O ex-futebolista português Maniche diz orgulhar-se da campanha portuguesa no Euro2004 e recorda, em particular, o desempate nas grandes penalidades com a Inglaterra, com as defesas de Ricardo e as conversões de Postiga e... Ricardo.

«Foram momentos importantes e marcantes. Cada jogo, era um jogo em que tínhamos de ultrapassar cada seleção que vinha. O penalti do Postiga, o Ricardo a defender os penaltis e a marcar. Aquilo valeu mais pelo todo», afirmou Maniche, recordando o Euro2004, em entrevista à agência Lusa.

Portugal saiu derrotado da final da prova, frente à Grécia (0-1), mas isso não faz com que o antigo médio da seleção lusa não eleja a competição como um dos momentos mais importantes da sua carreira de futebolista.

«É inevitável não me lembrar do Euro2004. Foi um evento único que nos deixou muito orgulhosos, não só pela campanha que fizemos ao longo do Euro, mas pela envolvência em si. Penso que todos os portugueses estavam connosco, nós demos o nosso futebol, a nossa presença e a nossa trajetória e fizemos os portugueses orgulharem-se mais. Foi mais essa vitória que tivemos do que aquela final que jamais vamos esquecer, mas que nos passa um pouco ao lado, porque aquilo que vivemos ao longo do Euro2004 foi único», explicou Maniche.

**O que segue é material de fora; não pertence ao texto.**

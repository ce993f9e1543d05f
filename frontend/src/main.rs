//! Course authoring and catalog browsing frontend.

mod api;
mod components;
mod config;
mod hooks;
mod models;
mod pages;
mod router;
mod wizard_context;

use yew::prelude::*;

use crate::{
    api::{course_client, CourseClient},
    wizard_context::WizardProvider,
};

#[function_component(App)]
fn app() -> Html {
    let client = use_memo((), |_| course_client(config::api_config()));

    html! {
        <ContextProvider<CourseClient> context={(*client).clone()}>
            <WizardProvider>
                <router::AppRouter />
            </WizardProvider>
        </ContextProvider<CourseClient>>
    }
}

fn main() {
    web_sys::console::log_1(&format!("CourseHub frontend starting (base {})", config::BASE_URL).into());
    yew::Renderer::<App>::new().render();
}
/// First wizard step: course metadata.
#[function_component(CourseInformationForm)]
pub fn course_information_form(props: &CourseInformationFormProps) -> Html {
    let client = use_context::<CourseClient>();
    let wizard = use_context::<WizardHandle>();
    let form = use_reducer(FormState::default);
    let field_errors = use_state(ValidationErrors::default);
    let notice = use_state(|| None::<(String, BannerKind)>);
    let categories = use_state(Vec::<Category>::new);
    let categories_loading = use_state(|| true);

    let snapshot = wizard.as_ref().map(|wizard| wizard.snapshot());
    let edit_course = snapshot.as_ref().map(|s| s.edit_course()).unwrap_or(false);
    let draft = snapshot.as_ref().and_then(|s| s.draft().cloned());

    // Populate the form whenever the edited draft changes.
    {
        let form = form.clone();
        let wizard = wizard.clone();
        use_effect_with((edit_course, draft), move |_| {
            if let Some(wizard) = wizard {
                form.dispatch(FormAction::Reset(wizard.read(|w| w.form_values())));
            }
            || ()
        });
    }

    {
        let categories = categories.clone();
        let categories_loading = categories_loading.clone();
        let notice = notice.clone();
        use_effect_with(client.clone(), move |client| {
            if let Some(client) = client.clone() {
                categories_loading.set(true);
                wasm_bindgen_futures::spawn_local(async move {
                    match client.api().list_categories().await {
                        Ok(data) => {
                            if !data.is_empty() {
                                categories.set(data);
                            }
                        },
                        Err(e) => {
                            web_sys::console::error_1(
                                &format!("Failed to fetch categories: {}", e).into(),
                            );
                            notice.set(Some((
                                "Failed to fetch course categories.".to_string(),
                                BannerKind::Error,
                            )));
                        },
                    }
                    categories_loading.set(false);
                });
            }
            || ()
        });
    }

    let (Some(client), Some(wizard)) = (client, wizard) else {
        return html! {};
    };
    let submitting = wizard.is_submitting();
    let values = form.0.clone();

    let on_submit = {
        let form = form.clone();
        let wizard = wizard.clone();
        let field_errors = field_errors.clone();
        let notice = notice.clone();
        let on_saved = props.on_saved.clone();
        Callback::from(move |event: SubmitEvent| {
            event.prevent_default();
            let pending = match wizard.update(|w| w.prepare_submit(&form.0)) {
                Ok(pending) => pending,
                Err(err) => {
                    if let CourseFormError::Validation(errors) = &err {
                        field_errors.set(errors.clone());
                    }
                    notice.set(Some((err.user_message(), BannerKind::Error)));
                    return;
                },
            };
            field_errors.set(ValidationErrors::default());

            let client = client.clone();
            let wizard = wizard.clone();
            let notice = notice.clone();
            let on_saved = on_saved.clone();
            wasm_bindgen_futures::spawn_local(async move {
                let mode = pending.mode();
                let result = execute(client.api(), &pending).await;
                match wizard.update(|w| w.complete(pending, result)) {
                    Ok(SubmitOutcome::Applied(_)) => on_saved.emit(mode),
                    Ok(SubmitOutcome::Stale) => {},
                    Err(err) => {
                        web_sys::console::error_1(&format!("Course submit failed: {}", err).into());
                        notice.set(Some((err.user_message(), BannerKind::Error)));
                    },
                }
            });
        })
    };

    let on_continue = {
        let wizard = wizard.clone();
        Callback::from(move |_: MouseEvent| {
            wizard.update(|w| w.continue_without_saving());
        })
    };

    let on_category_change = {
        let form = form.dispatcher();
        Callback::from(move |event: Event| {
            if let Some(target) = event.target_dyn_into::<HtmlSelectElement>() {
                form.dispatch(FormAction::Category(target.value()));
            }
        })
    };

    let dispatch = form.dispatcher();
    let on_title = {
        let dispatch = dispatch.clone();
        Callback::from(move |e: InputEvent| {
            if let Some(value) = input_value(e) {
                dispatch.dispatch(FormAction::Title(value));
            }
        })
    };
    let on_short_description = {
        let dispatch = dispatch.clone();
        Callback::from(move |e: InputEvent| {
            if let Some(value) = textarea_value(e) {
                dispatch.dispatch(FormAction::ShortDescription(value));
            }
        })
    };
    let on_price = {
        let dispatch = dispatch.clone();
        Callback::from(move |e: InputEvent| {
            if let Some(value) = input_value(e) {
                dispatch.dispatch(FormAction::Price(value));
            }
        })
    };
    let on_benefits = {
        let dispatch = dispatch.clone();
        Callback::from(move |e: InputEvent| {
            if let Some(value) = textarea_value(e) {
                dispatch.dispatch(FormAction::Benefits(value));
            }
        })
    };
    let on_add_tag = {
        let dispatch = dispatch.clone();
        Callback::from(move |tag: String| dispatch.dispatch(FormAction::AddTag(tag)))
    };
    let on_remove_tag = {
        let dispatch = dispatch.clone();
        Callback::from(move |index: usize| dispatch.dispatch(FormAction::RemoveTag(index)))
    };
    let on_add_requirement = {
        let dispatch = dispatch.clone();
        Callback::from(move |line: String| dispatch.dispatch(FormAction::AddRequirement(line)))
    };
    let on_remove_requirement = {
        let dispatch = dispatch.clone();
        Callback::from(move |index: usize| dispatch.dispatch(FormAction::RemoveRequirement(index)))
    };
    let on_thumbnail = {
        let dispatch = dispatch.clone();
        Callback::from(move |thumbnail: Option<Thumbnail>| {
            dispatch.dispatch(FormAction::Thumbnail(thumbnail))
        })
    };

    let on_notice_close = {
        let notice = notice.clone();
        Callback::from(move |_: ()| notice.set(None))
    };

    let errors = &*field_errors;

    html! {
        <div>
            if let Some((message, kind)) = (*notice).clone() {
                <ErrorBanner message={message} kind={kind} on_close={on_notice_close} />
            }
            <form
                onsubmit={on_submit}
                class="space-y-8 rounded-md border-[1px] border-richblack-700 bg-richblack-800 p-6"
            >
                // Course Title
                <div class="flex flex-col space-y-2">
                    <label class="text-sm text-richblack-5" for="courseTitle">
                        { "Course Title " }<sup class="text-pink-200">{ "*" }</sup>
                    </label>
                    <input
                        id="courseTitle"
                        placeholder="Enter Course Title"
                        value={values.title.clone()}
                        oninput={on_title}
                        class="form-style w-full"
                    />
                    { field_error(errors, FormField::Title) }
                </div>

                // Course Short Description
                <div class="flex flex-col space-y-2">
                    <label class="text-sm text-richblack-5" for="courseShortDesc">
                        { "Course Short Description " }<sup class="text-pink-200">{ "*" }</sup>
                    </label>
                    <textarea
                        id="courseShortDesc"
                        placeholder="Enter Description"
                        value={values.short_description.clone()}
                        oninput={on_short_description}
                        class="form-style resize-x-none min-h-[130px] w-full"
                    />
                    { field_error(errors, FormField::ShortDescription) }
                </div>

                // Course Price
                <div class="flex flex-col space-y-2">
                    <label class="text-sm text-richblack-5" for="coursePrice">
                        { "Course Price " }<sup class="text-pink-200">{ "*" }</sup>
                    </label>
                    <div class="relative">
                        <input
                            id="coursePrice"
                            type="number"
                            placeholder="Enter Course Price"
                            value={values.price.map(|price| price.to_string()).unwrap_or_default()}
                            oninput={on_price}
                            class="form-style w-full !pl-12"
                        />
                        <span class="absolute left-3 top-1/2 -translate-y-1/2 text-2xl text-richblack-400">{ "₹" }</span>
                    </div>
                    { field_error(errors, FormField::Price) }
                </div>

                // Course Category
                <div class="flex flex-col space-y-2">
                    <label class="text-sm text-richblack-5" for="courseCategory">
                        { "Course Category " }<sup class="text-pink-200">{ "*" }</sup>
                    </label>
                    <select id="courseCategory" class="form-style w-full" onchange={on_category_change}>
                        <option value="" disabled=true selected={values.category.is_empty()}>
                            { "Choose a Category" }
                        </option>
                        if !*categories_loading {
                            { for categories.iter().map(|category| html! {
                                <option
                                    key={category.id.clone()}
                                    value={category.id.clone()}
                                    selected={category.id == values.category}
                                >
                                    { &category.name }
                                </option>
                            }) }
                        }
                    </select>
                    { field_error(errors, FormField::Category) }
                </div>

                <ChipInput
                    id="courseTags"
                    label="Tags"
                    placeholder="Enter Tags and press Enter"
                    chips={values.tags.clone()}
                    on_add={on_add_tag}
                    on_remove={on_remove_tag}
                    error={errors.get(FormField::Tags).map(str::to_string)}
                />

                <ThumbnailUpload
                    id="courseImage"
                    label="Course Thumbnail"
                    value={values.thumbnail.clone()}
                    on_change={on_thumbnail}
                    error={errors.get(FormField::Thumbnail).map(str::to_string)}
                />

                // Benefits of the course
                <div class="flex flex-col space-y-2">
                    <label class="text-sm text-richblack-5" for="courseBenefits">
                        { "Benefits of the course " }<sup class="text-pink-200">{ "*" }</sup>
                    </label>
                    <textarea
                        id="courseBenefits"
                        placeholder="Enter benefits of the course"
                        value={values.benefits.clone()}
                        oninput={on_benefits}
                        class="form-style resize-x-none min-h-[130px] w-full"
                    />
                    { field_error(errors, FormField::Benefits) }
                </div>

                <RequirementsField
                    id="courseRequirements"
                    label="Requirements/Instructions"
                    requirements={values.requirements.clone()}
                    on_add={on_add_requirement}
                    on_remove={on_remove_requirement}
                />

                <div class="flex justify-end gap-x-2">
                    if edit_course {
                        <button
                            type="button"
                            onclick={on_continue}
                            disabled={submitting}
                            class="flex cursor-pointer items-center gap-x-2 rounded-md bg-richblack-300 py-[8px] px-[20px] font-semibold text-richblack-900"
                        >
                            { "Continue Without Saving" }
                        </button>
                    }
                    <button type="submit" class="btn-fluent-primary" disabled={submitting}>
                        { if edit_course { "Save Changes" } else { "Next" } }
                    </button>
                </div>
            </form>
        </div>
    }
}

O médio recorda ainda a viagem entre a Academia do Sporting, em Alcochete, e o Estádio da Luz, em Lisboa, feita a 04 de julho: «Os momentos, o apoio quando saímos de Alcochete até ao estádio era uma coisa incrível. As pessoas estavam connosco. Ai, viu-se os portugueses unidos. Toda a gente estava a lutar para levar a seleção até à final».

Charisteas fez o golo da vitória grega e tornou Portugal no único organizador a perder a final de um Campeonato da Europa, mas Maniche diz acreditar que foi o destino.

«Eu acho que tinha de ser. Perdemos o primeiro jogo contra a Grécia, perdemos o último. Acho que já estava escrito. Fizemos tudo, demos o máximo para ganhar a final e não conseguimos», frisou.

Antevendo o Euro2012, Maniche considera que, com a qualidade dos jogadores convocados, Portugal deve “ter confiança” na possibilidade de chegar, numa primeira instância, aos quartos de final, até porque a equipa das “quinas” também assusta os adversários.

«Eu acho que não há que ter medo de assumir que somos favoritos. Temos de ser mais orgulhosos daquilo que temos. Acredito que pensam que Portugal é uma seleção muito forte. Não podemos olhar muito para as outras seleções. Não escondendo que é um grupo bastante forte, temos de pensar em nós mesmos. Temos bons jogadores, que, se forem unidos, fizerem um grupo coeso, penso que podemos ultrapassá-los», frisou, reconhecendo que «os favoritos são sempre os mesmos».

Apesar de ter poucas recordações profissionais de Paulo Bento, com quem, aos 18 anos, partilhou o balneário no Benfica durante a época 1995/96, Maniche elogia o «excelente trabalho» do atual selecionador, escusando-se a comparar o atual timoneiro da equipa das “quinas” com o brasileiro Luiz Felipe Scolari.

«O Scolari era mais emocional, ia mais pelo psicológico. Para estar na seleção era preciso ser bom jogador, mas jogava muito com o emocional e isso é muito importante nesses momentos. É preciso ter a frieza para abstrair e o Scolari fazia isso muito bem. É a maneira de ser de cada pessoa. O Paulo tem uma maneira de ser mais calma, mais tranquila. O Scolari tem aquela maneira mais ‘agressiva’. Isso é a personalidade de cada um e cada um tem os seus métodos. O Paulo e o Scolari não são comparáveis», concluiu.